Review Price £179.00

Key Features: 7-inch, 1,920 x 1,200 IPS screen, 64-bit Intel Atom processor; 16GB storage with microSD slot; Intel Atom Z3560 CPU

Manufacturer: Asus

What is the Asus MeMO Pad 7 ME572C?

The Asus MeMO Pad 7 ME572C is the highest-end tablet in the MeMO line, which has to date been home to real entry-level tablets. This one costs you £180, and gets you similar specs to the Nexus 7.

Now that tablets like the Tesco Hudl 2 are here to take the shine of its value score, we do wish the Asus MeMO Pad 7 ME572C was a little bit cheaper to make it stand out more. There’s masses of competition among budget tablets these days.

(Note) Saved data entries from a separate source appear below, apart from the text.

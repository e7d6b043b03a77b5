//! Job commands.

use super::{Options, load};
use anyhow::{Context, Result};
use jobdef_config::Format;
use jobdef_config::render::{render_kdl, render_yaml};
use std::path::{Path, PathBuf};

pub fn list(options: &Options, paths: &[PathBuf]) -> Result<()> {
    let loader = load(options.settings()?, paths)?;
    let registry = loader.registry();

    if registry.is_empty() {
        println!("No jobs found");
        return Ok(());
    }

    for job in registry.jobs() {
        match &job.parent {
            Some(parent) if registry.is_external(parent) => {
                println!("{} (parent: {}, external)", job.name, parent)
            }
            Some(parent) => println!("{} (parent: {})", job.name, parent),
            None => println!("{}", job.name),
        }
    }
    Ok(())
}

pub fn show(options: &Options, path: &Path, job: &str, env: bool) -> Result<()> {
    let mut settings = options.settings()?;
    settings.interpolate_env |= env;

    let loader = load(settings, &[path.to_path_buf()])?;
    let descriptor = loader
        .resolve(job)
        .with_context(|| format!("Failed to resolve job: {}", job))?;

    println!("{}", serde_json::to_string_pretty(&descriptor)?);
    Ok(())
}

pub fn render(options: &Options, paths: &[PathBuf], format: Format) -> Result<()> {
    let loader = load(options.settings()?, paths)?;
    let jobs = loader.registry().jobs();

    let text = match format {
        Format::Yaml => render_yaml(jobs)?,
        Format::Kdl => render_kdl(jobs),
    };
    print!("{}", text);
    Ok(())
}
//! Variable interpolation for job definitions.
//!
//! Supports variables like:
//! - `${job.name}` - Name of the job being resolved
//! - `${job.parent}` - Name of its parent (empty for root jobs)
//! - `${env.VAR_NAME}` - Environment variable
//! - `${timestamp}` - Unix timestamp
//! - `${date}` - ISO date (YYYY-MM-DD)
//! - `${datetime}` - ISO datetime
//! - `${var_name}` - A scalar entry of the job's own `vars`
//!
//! Interpolation is a single pass: substituted text is never expanded
//! again. Unknown variables are left as written.

use regex::Regex;
use serde_json::Value;
use std::collections::{BTreeMap, HashMap};
use std::sync::LazyLock;

/// Variable context containing all available variables for interpolation.
#[derive(Debug, Clone, Default)]
pub struct VariableContext {
    /// Job-related variables
    pub job: JobContext,
    /// Environment variables
    pub env: HashMap<String, String>,
    /// Job vars and other user-defined values
    pub custom: HashMap<String, String>,
}

/// Job context for variable interpolation.
#[derive(Debug, Clone, Default)]
pub struct JobContext {
    pub name: String,
    pub parent: Option<String>,
}

// Regex for matching ${...} variables
static VAR_REGEX: LazyLock<Regex> = LazyLock::new(|| {
    Regex::new(r"\$\{([a-zA-Z_][a-zA-Z0-9_]*(?:\.[a-zA-Z_][a-zA-Z0-9_-]*)?)\}")
        .expect("variable pattern is valid")
});

/// Whether a string contains any `${...}` reference.
pub fn has_variables(input: &str) -> bool {
    VAR_REGEX.is_match(input)
}

impl VariableContext {
    /// Create a new empty variable context.
    pub fn new() -> Self {
        Self::default()
    }

    /// Populate environment variables from the current process environment.
    pub fn populate_env(&mut self) {
        for (key, value) in std::env::vars() {
            self.env.insert(key, value);
        }
    }

    /// Add a custom variable.
    pub fn set(&mut self, name: &str, value: impl Into<String>) {
        self.custom.insert(name.to_string(), value.into());
    }

    /// Derive the context for one job: its name, parent, and scalar vars.
    pub fn for_job(
        &self,
        name: &str,
        parent: Option<&str>,
        vars: &BTreeMap<String, Value>,
    ) -> VariableContext {
        let mut ctx = self.clone();
        ctx.job = JobContext {
            name: name.to_string(),
            parent: parent.map(str::to_string),
        };
        for (key, value) in vars {
            let scalar = match value {
                Value::String(s) => s.clone(),
                Value::Number(n) => n.to_string(),
                Value::Bool(b) => b.to_string(),
                _ => continue,
            };
            ctx.custom.insert(key.clone(), scalar);
        }
        ctx
    }

    /// Resolve a variable name to its value.
    pub fn resolve(&self, var_name: &str) -> Option<String> {
        let parts: Vec<&str> = var_name.split('.').collect();

        match parts.as_slice() {
            ["job", "name"] => Some(self.job.name.clone()),
            ["job", "parent"] => Some(self.job.parent.clone().unwrap_or_default()),

            ["env", name] => self.env.get(*name).cloned(),

            ["timestamp"] => Some(chrono::Utc::now().timestamp().to_string()),
            ["date"] => Some(chrono::Utc::now().format("%Y-%m-%d").to_string()),
            ["datetime"] => Some(chrono::Utc::now().format("%Y-%m-%dT%H:%M:%SZ").to_string()),

            // Single-part names check custom variables
            [name] => self.custom.get(*name).cloned(),

            _ => None,
        }
    }

    /// Interpolate all variables in a string.
    /// Variables are specified as `${var_name}` or `${namespace.var_name}`.
    pub fn interpolate(&self, input: &str) -> String {
        VAR_REGEX
            .replace_all(input, |caps: &regex::Captures| {
                let var_name = &caps[1];
                self.resolve(var_name)
                    .unwrap_or_else(|| format!("${{{}}}", var_name))
            })
            .to_string()
    }

    /// Interpolate every string inside a value, keeping its shape.
    pub fn interpolate_value(&self, value: &Value) -> Value {
        match value {
            Value::String(s) => Value::String(self.interpolate(s)),
            Value::Array(items) => {
                Value::Array(items.iter().map(|v| self.interpolate_value(v)).collect())
            }
            Value::Object(map) => Value::Object(
                map.iter()
                    .map(|(k, v)| (k.clone(), self.interpolate_value(v)))
                    .collect(),
            ),
            other => other.clone(),
        }
    }

    /// Interpolate variables in a map of values.
    pub fn interpolate_map(&self, map: &BTreeMap<String, Value>) -> BTreeMap<String, Value> {
        map.iter()
            .map(|(k, v)| (k.clone(), self.interpolate_value(v)))
            .collect()
    }

    /// Names of the variables in a string that this context cannot resolve.
    pub fn unresolved(&self, input: &str) -> Vec<String> {
        VAR_REGEX
            .captures_iter(input)
            .map(|caps| caps[1].to_string())
            .filter(|name| self.resolve(name).is_none())
            .collect()
    }
}

/// Builder for creating VariableContext.
pub struct VariableContextBuilder {
    ctx: VariableContext,
}

impl VariableContextBuilder {
    pub fn new() -> Self {
        Self {
            ctx: VariableContext::new(),
        }
    }

    pub fn with_job(mut self, name: impl Into<String>, parent: Option<String>) -> Self {
        self.ctx.job.name = name.into();
        self.ctx.job.parent = parent;
        self
    }

    pub fn with_process_env(mut self) -> Self {
        self.ctx.populate_env();
        self
    }

    pub fn with_env(mut self, key: impl Into<String>, value: impl Into<String>) -> Self {
        self.ctx.env.insert(key.into(), value.into());
        self
    }

    pub fn with_custom(mut self, key: impl Into<String>, value: impl Into<String>) -> Self {
        self.ctx.custom.insert(key.into(), value.into());
        self
    }

    pub fn build(self) -> VariableContext {
        self.ctx
    }
}

impl Default for VariableContextBuilder {
    fn default() -> Self {
        Self::new()
    }
}

#[cfg(test)]
mod tests {
    use super::*;
    use serde_json::json;

    #[test]
    fn test_job_variables() {
        let ctx = VariableContextBuilder::new()
            .with_job("rally-task-at-devstack", Some("devstack".to_string()))
            .build();

        let result = ctx.interpolate("${job.name} extends ${job.parent}");
        assert_eq!(result, "rally-task-at-devstack extends devstack");
    }

    #[test]
    fn test_env_variables() {
        let ctx = VariableContextBuilder::new()
            .with_env("ZUUL_BRANCH", "master")
            .with_env("ANOTHER", "world")
            .build();

        let result = ctx.interpolate("${env.ZUUL_BRANCH} ${env.ANOTHER}!");
        assert_eq!(result, "master world!");
    }

    #[test]
    fn test_unknown_variable_preserved() {
        let ctx = VariableContext::new();
        let result = ctx.interpolate("Unknown: ${unknown.var} and ${missing}");
        assert_eq!(result, "Unknown: ${unknown.var} and ${missing}");
        assert_eq!(ctx.unresolved("${unknown.var} ${date}"), vec!["unknown.var"]);
    }

    #[test]
    fn test_for_job_exposes_scalar_vars() {
        let mut vars = BTreeMap::new();
        vars.insert("rally_task".to_string(), json!("rally-jobs/task.yaml"));
        vars.insert("concurrency".to_string(), json!(4));
        vars.insert("debug".to_string(), json!(true));
        vars.insert("plugins".to_string(), json!({"a": "b"}));

        let ctx = VariableContext::new().for_job("rally", None, &vars);
        assert_eq!(
            ctx.interpolate("${rally_task} x${concurrency} debug=${debug} ${plugins}"),
            "rally-jobs/task.yaml x4 debug=true ${plugins}"
        );
        assert_eq!(ctx.interpolate("${job.parent}"), "");
    }

    #[test]
    fn test_single_pass() {
        let ctx = VariableContextBuilder::new()
            .with_custom("a", "${b}")
            .with_custom("b", "${a}")
            .build();
        assert_eq!(ctx.interpolate("${a}"), "${b}");
    }

    #[test]
    fn test_interpolate_value_keeps_shape() {
        let ctx = VariableContextBuilder::new()
            .with_custom("task", "boot.yaml")
            .build();

        let value = json!({
            "args": ["--task", "${task}"],
            "count": 3,
            "nested": {"file": "tasks/${task}"}
        });
        assert_eq!(
            ctx.interpolate_value(&value),
            json!({
                "args": ["--task", "boot.yaml"],
                "count": 3,
                "nested": {"file": "tasks/boot.yaml"}
            })
        );
    }

    #[test]
    fn test_timestamp_variables() {
        let ctx = VariableContext::new();

        let result = ctx.interpolate("${date}");
        // Should be in YYYY-MM-DD format
        assert!(result.len() == 10);
        assert!(result.contains('-'));
    }

    #[test]
    fn test_nested_braces() {
        let ctx = VariableContextBuilder::new()
            .with_custom("sha", "abc123")
            .build();

        let result = ctx.interpolate(r#"{"sha": "${sha}"}"#);
        assert_eq!(result, r#"{"sha": "abc123"}"#);
    }

    #[test]
    fn test_has_variables() {
        assert!(has_variables("playbooks/${job.name}/run.yaml"));
        assert!(!has_variables("playbooks/run.yaml"));
        assert!(!has_variables("playbooks/${}/run.yaml"));
    }
}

However, solid performance and a great Full HD screen make the Asus MeMO Pad 7 ME572C if you don’t like the excessive branding of the Hudl 2 or the lack of expandable memory in the Nexus 7.

SEE ALSO: Best Cheap Tablets

Asus MeMO Pad 7 ME572C 5

Asus MeMO Pad 7 ME572C: Design

Asus clearly wants to separate the MeMO Pad 7 ME572C from the cheaper MeMO-series tablets. The chunky curvy design of those bargain tabs has been replaced with a much slimmer body and a sharper look.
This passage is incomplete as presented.